_Collected data_:
//! Per-connection MCP session state.
//!
//! A session is one client connection: a stdio pipe, an SSE stream or a
//! streamable-HTTP `Mcp-Session-Id`. It is unrelated to research sessions.

use std::sync::atomic::{AtomicBool, Ordering};

use uuid::Uuid;

#[derive(Debug)]
pub struct McpSession {
    id: String,
    initialized: AtomicBool,
}

impl McpSession {
    pub fn new() -> Self {
        Self::with_id(Uuid::new_v4().simple().to_string())
    }

    pub fn with_id(id: impl Into<String>) -> Self {
        Self {
            id: id.into(),
            initialized: AtomicBool::new(false),
        }
    }

    pub fn id(&self) -> &str {
        &self.id
    }

    /// Whether the client completed `initialize`.
    pub fn is_initialized(&self) -> bool {
        self.initialized.load(Ordering::Acquire)
    }

    pub(crate) fn mark_initialized(&self) {
        self.initialized.store(true, Ordering::Release);
    }
}

impl Default for McpSession {
    fn default() -> Self {
        Self::new()
    }
}
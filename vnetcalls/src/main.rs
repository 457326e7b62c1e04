//! vnetcalls Server Entry Point

use clap::Parser;
use std::process::ExitCode;
use tracing::{error, info, warn};
use vnetcalls::cli::Cli;
use vnetcalls::config::LogSettings;
use vnetcalls::{http_client, logging, server, AppState};
use vnetcalls_common::config::AppSettings;
use vnetcalls_common::error::VnetResult;

#[tokio::main]
async fn main() -> ExitCode {
    let cli = Cli::parse();

    let _log_guard = match logging::init(&LogSettings::from_env()) {
        Ok(guard) => guard,
        Err(e) => {
            eprintln!("Error: {}", e);
            return ExitCode::FAILURE;
        }
    };

    match run(cli).await {
        Ok(()) => ExitCode::SUCCESS,
        Err(e) => {
            error!("{}", e);
            eprintln!("Error: {}", e);
            ExitCode::FAILURE
        }
    }
}

async fn run(cli: Cli) -> VnetResult<()> {
    info!("vnetcalls v{}", env!("CARGO_PKG_VERSION"));

    let mut settings = AppSettings::load(cli.config.as_deref())?;
    cli.apply_overrides(&mut settings.server);

    // 未設定でも起動する（リクエスト時にエラー文字列として返る）
    if settings.test_request.vnet_endpoint.trim().is_empty() {
        warn!("test_request.vnet_endpoint is not configured");
    }
    if settings.test_request.non_vnet_endpoint.trim().is_empty() {
        warn!("test_request.non_vnet_endpoint is not configured");
    }
    info!(
        vnet_endpoint = %settings.test_request.vnet_endpoint,
        non_vnet_endpoint = %settings.test_request.non_vnet_endpoint,
        timeout_secs = settings.http_client.timeout_secs,
        "Loaded settings"
    );

    let client = http_client::build_client(&settings.http_client)?;
    let state = AppState::new(client, settings.test_request);

    server::run(state, &settings.server.bind_addr()).await
}
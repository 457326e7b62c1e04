//! ロギング初期化ユーティリティ
//!
//! 標準出力へのfmtレイヤーと、任意でJSON形式の日次ローテーションファイル出力を構成する。

use crate::config::LogSettings;
use tracing_appender::non_blocking::WorkerGuard;
use tracing_subscriber::{fmt, layer::SubscriberExt, util::SubscriberInitExt, EnvFilter};
use vnetcalls_common::error::{VnetError, VnetResult};

/// ログファイル名のプレフィックス（`vnetcalls.log.YYYY-MM-DD`）
const LOG_FILE_PREFIX: &str = "vnetcalls.log";

/// 不正なフィルタ指定時に使うレベル
const FALLBACK_FILTER: &str = "info";

/// グローバルsubscriberを初期化する
///
/// ファイル出力を有効にした場合は[`WorkerGuard`]を返す。破棄するとバッファが
/// フラッシュされなくなるため、`main`で保持し続けること。
pub fn init(settings: &LogSettings) -> VnetResult<Option<WorkerGuard>> {
    let filter = build_filter(&settings.level);

    let (file_layer, guard) = match &settings.dir {
        Some(dir) => {
            std::fs::create_dir_all(dir)?;
            let appender = tracing_appender::rolling::daily(dir, LOG_FILE_PREFIX);
            let (writer, guard) = tracing_appender::non_blocking(appender);
            let layer = fmt::layer()
                .json()
                .with_current_span(true)
                .with_writer(writer);
            (Some(layer), Some(guard))
        }
        None => (None, None),
    };

    tracing_subscriber::registry()
        .with(filter)
        .with(fmt::layer().with_target(false))
        .with(file_layer)
        .try_init()
        .map_err(|e| VnetError::Internal(format!("failed to initialize logging: {}", e)))?;

    Ok(guard)
}

fn build_filter(directives: &str) -> EnvFilter {
    EnvFilter::try_new(directives).unwrap_or_else(|_| EnvFilter::new(FALLBACK_FILTER))
}
//! axumサーバー起動・シャットダウンハンドリング

use crate::AppState;
use std::future::Future;
use tokio::net::TcpListener;
use tracing::{error, info};
use vnetcalls_common::error::VnetResult;

/// axumサーバーを起動し、シャットダウンシグナル（Ctrl+C / SIGTERM）を待機する
pub async fn run(state: AppState, bind_addr: &str) -> VnetResult<()> {
    let listener = TcpListener::bind(bind_addr).await?;

    info!("vnetcalls server listening on {}", bind_addr);

    serve(listener, state, shutdown_signal()).await?;

    info!("Server shutdown complete");
    Ok(())
}

/// バインド済みリスナーで`shutdown`が完了するまで配信する
pub async fn serve<F>(listener: TcpListener, state: AppState, shutdown: F) -> VnetResult<()>
where
    F: Future<Output = ()> + Send + 'static,
{
    let app = crate::api::create_app(state);

    axum::serve(listener, app)
        .with_graceful_shutdown(shutdown)
        .await?;

    Ok(())
}

/// シャットダウンシグナルを待機
async fn shutdown_signal() {
    let ctrl_c = async {
        if let Err(e) = tokio::signal::ctrl_c().await {
            error!("Failed to install Ctrl+C handler: {}", e);
            std::future::pending::<()>().await;
        }
    };

    #[cfg(unix)]
    let terminate = async {
        match tokio::signal::unix::signal(tokio::signal::unix::SignalKind::terminate()) {
            Ok(mut signal) => {
                signal.recv().await;
            }
            Err(e) => {
                error!("Failed to install SIGTERM handler: {}", e);
                std::future::pending::<()>().await;
            }
        }
    };

    #[cfg(not(unix))]
    let terminate = std::future::pending::<()>();

    tokio::select! {
        _ = ctrl_c => {
            info!("Received Ctrl+C, shutting down...");
        }
        _ = terminate => {
            info!("Received SIGTERM, shutting down...");
        }
    }
}
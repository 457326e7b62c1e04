//! vnetcalls Server
//!
//! 制限付きネットワーク（VNet統合）内からの外向きHTTP疎通を確認するWebアプリ

#![warn(missing_docs)]

/// HTTPルーティング・ハンドラー
pub mod api;

/// CLIインターフェース
pub mod cli;

/// 設定管理（環境変数ヘルパー）
pub mod config;

/// 共有HTTPクライアント
pub mod http_client;

/// ロギング初期化ユーティリティ
pub mod logging;

/// エンドポイントプローブ
pub mod probe;

/// axumサーバー起動・シャットダウンハンドリング
pub mod server;

/// HTMLビュー
pub mod views;

use std::sync::Arc;
use vnetcalls_common::config::TestRequestSettings;

/// アプリケーション状態
#[derive(Clone)]
pub struct AppState {
    /// プローブ（共有HTTPクライアントを保持）
    pub probe: probe::EndpointProbe,
    /// 疎通確認先（起動後は不変）
    pub test_request: Arc<TestRequestSettings>,
}

impl AppState {
    /// 共有クライアントと疎通確認先から状態を作成
    pub fn new(http_client: reqwest::Client, test_request: TestRequestSettings) -> Self {
        Self {
            probe: probe::EndpointProbe::new(http_client),
            test_request: Arc::new(test_request),
        }
    }
}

_What you will do_:
Nothing in the entries should be left out; please reproduce them all exactly.

_Solution to this exercise_:
//! Per-connection MCP session state.
//!
//! A session is one client connection: a stdio pipe, an SSE stream or a
//! streamable-HTTP `Mcp-Session-Id`. It is unrelated to research sessions.

use std::sync::atomic::{AtomicBool, Ordering};

use uuid::Uuid;

#[derive(Debug)]
pub struct McpSession {
    id: String,
    initialized: AtomicBool,
}

impl McpSession {
    pub fn new() -> Self {
        Self::with_id(Uuid::new_v4().simple().to_string())
    }

    pub fn with_id(id: impl Into<String>) -> Self {
        Self {
            id: id.into(),
            initialized: AtomicBool::new(false),
        }
    }

    pub fn id(&self) -> &str {
        &self.id
    }

    /// Whether the client completed `initialize`.
    pub fn is_initialized(&self) -> bool {
        self.initialized.load(Ordering::Acquire)
    }

    pub(crate) fn mark_initialized(&self) {
        self.initialized.store(true, Ordering::Release);
    }
}

impl Default for McpSession {
    fn default() -> Self {
        Self::new()
    }
}
filename vnetcalls/src/main.rs
repository 457326e7b62c1e04
//! vnetcalls Server Entry Point

use clap::Parser;
use std::process::ExitCode;
use tracing::{error, info, warn};
use vnetcalls::cli::Cli;
use vnetcalls::config::LogSettings;
use vnetcalls::{http_client, logging, server, AppState};
use vnetcalls_common::config::AppSettings;
use vnetcalls_common::error::VnetResult;

#[tokio::main]
async fn main() -> ExitCode {
    let cli = Cli::parse();

    let _log_guard = match logging::init(&LogSettings::from_env()) {
        Ok(guard) => guard,
        Err(e) => {
            eprintln!("Error: {}", e);
            return ExitCode::FAILURE;
        }
    };

    match run(cli).await {
        Ok(()) => ExitCode::SUCCESS,
        Err(e) => {
            error!("{}", e);
            eprintln!("Error: {}", e);
            ExitCode::FAILURE
        }
    }
}

async fn run(cli: Cli) -> VnetResult<()> {
    info!("vnetcalls v{}", env!("CARGO_PKG_VERSION"));

    let mut settings = AppSettings::load(cli.config.as_deref())?;
    cli.apply_overrides(&mut settings.server);

    // 未設定でも起動する（リクエスト時にエラー文字列として返る）
    if settings.test_request.vnet_endpoint.trim().is_empty() {
        warn!("test_request.vnet_endpoint is not configured");
    }
    if settings.test_request.non_vnet_endpoint.trim().is_empty() {
        warn!("test_request.non_vnet_endpoint is not configured");
    }
    info!(
        vnet_endpoint = %settings.test_request.vnet_endpoint,
        non_vnet_endpoint = %settings.test_request.non_vnet_endpoint,
        timeout_secs = settings.http_client.timeout_secs,
        "Loaded settings"
    );

    let client = http_client::build_client(&settings.http_client)?;
    let state = AppState::new(client, settings.test_request);

    server::run(state, &settings.server.bind_addr()).await
}
repository 457326e7b62c1e04
//! ロギング初期化ユーティリティ
//!
//! 標準出力へのfmtレイヤーと、任意でJSON形式の日次ローテーションファイル出力を構成する。

use crate::config::LogSettings;
use tracing_appender::non_blocking::WorkerGuard;
use tracing_subscriber::{fmt, layer::SubscriberExt, util::SubscriberInitExt, EnvFilter};
use vnetcalls_common::error::{VnetError, VnetResult};

/// ログファイル名のプレフィックス（`vnetcalls.log.YYYY-MM-DD`）
const LOG_FILE_PREFIX: &str = "vnetcalls.log";

/// 不正なフィルタ指定時に使うレベル
const FALLBACK_FILTER: &str = "info";

/// グローバルsubscriberを初期化する
///
/// ファイル出力を有効にした場合は[`WorkerGuard`]を返す。破棄するとバッファが
/// フラッシュされなくなるため、`main`で保持し続けること。
pub fn init(settings: &LogSettings) -> VnetResult<Option<WorkerGuard>> {
    let filter = build_filter(&settings.level);

    let (file_layer, guard) = match &settings.dir {
        Some(dir) => {
            std::fs::create_dir_all(dir)?;
            let appender = tracing_appender::rolling::daily(dir, LOG_FILE_PREFIX);
            let (writer, guard) = tracing_appender::non_blocking(appender);
            let layer = fmt::layer()
                .json()
                .with_current_span(true)
                .with_writer(writer);
            (Some(layer), Some(guard))
        }
        None => (None, None),
    };

    tracing_subscriber::registry()
        .with(filter)
        .with(fmt::layer().with_target(false))
        .with(file_layer)
        .try_init()
        .map_err(|e| VnetError::Internal(format!("failed to initialize logging: {}", e)))?;

    Ok(guard)
}

fn build_filter(directives: &str) -> EnvFilter {
    EnvFilter::try_new(directives).unwrap_or_else(|_| EnvFilter::new(FALLBACK_FILTER))
}
//! axumサーバー起動・シャットダウンハンドリング

use crate::AppState;
use std::future::Future;
use tokio::net::TcpListener;
use tracing::{error, info};
use vnetcalls_common::error::VnetResult;

/// axumサーバーを起動し、シャットダウンシグナル（Ctrl+C / SIGTERM）を待機する
pub async fn run(state: AppState, bind_addr: &str) -> VnetResult<()> {
    let listener = TcpListener::bind(bind_addr).await?;

    info!("vnetcalls server listening on {}", bind_addr);

    serve(listener, state, shutdown_signal()).await?;

    info!("Server shutdown complete");
    Ok(())
}

/// バインド済みリスナーで`shutdown`が完了するまで配信する
pub async fn serve<F>(listener: TcpListener, state: AppState, shutdown: F) -> VnetResult<()>
where
    F: Future<Output = ()> + Send + 'static,
{
    let app = crate::api::create_app(state);

    axum::serve(listener, app)
        .with_graceful_shutdown(shutdown)
        .await?;

    Ok(())
}

/// シャットダウンシグナルを待機
async fn shutdown_signal() {
    let ctrl_c = async {
        if let Err(e) = tokio::signal::ctrl_c().await {
            error!("Failed to install Ctrl+C handler: {}", e);
            std::future::pending::<()>().await;
        }
    };

    #[cfg(unix)]
    let terminate = async {
        match tokio::signal::unix::signal(tokio::signal::unix::SignalKind::terminate()) {
            Ok(mut signal) => {
                signal.recv().await;
            }
            Err(e) => {
                error!("Failed to install SIGTERM handler: {}", e);
                std::future::pending::<()>().await;
            }
        }
    };

    #[cfg(not(unix))]
    let terminate = std::future::pending::<()>();

    tokio::select! {
        _ = ctrl_c => {
            info!("Received Ctrl+C, shutting down...");
        }
        _ = terminate => {
            info!("Received SIGTERM, shutting down...");
        }
    }
}
repository 457326e7b62c1e04
//! vnetcalls Server
//!
//! 制限付きネットワーク（VNet統合）内からの外向きHTTP疎通を確認するWebアプリ

#![warn(missing_docs)]

/// HTTPルーティング・ハンドラー
pub mod api;

/// CLIインターフェース
pub mod cli;

/// 設定管理（環境変数ヘルパー）
pub mod config;

/// 共有HTTPクライアント
pub mod http_client;

/// ロギング初期化ユーティリティ
pub mod logging;

/// エンドポイントプローブ
pub mod probe;

/// axumサーバー起動・シャットダウンハンドリング
pub mod server;

/// HTMLビュー
pub mod views;

use std::sync::Arc;
use vnetcalls_common::config::TestRequestSettings;

/// アプリケーション状態
#[derive(Clone)]
pub struct AppState {
    /// プローブ（共有HTTPクライアントを保持）
    pub probe: probe::EndpointProbe,
    /// 疎通確認先（起動後は不変）
    pub test_request: Arc<TestRequestSettings>,
}

impl AppState {
    /// 共有クライアントと疎通確認先から状態を作成
    pub fn new(http_client: reqwest::Client, test_request: TestRequestSettings) -> Self {
        Self {
            probe: probe::EndpointProbe::new(http_client),
            test_request: Arc::new(test_request),
        }
    }
}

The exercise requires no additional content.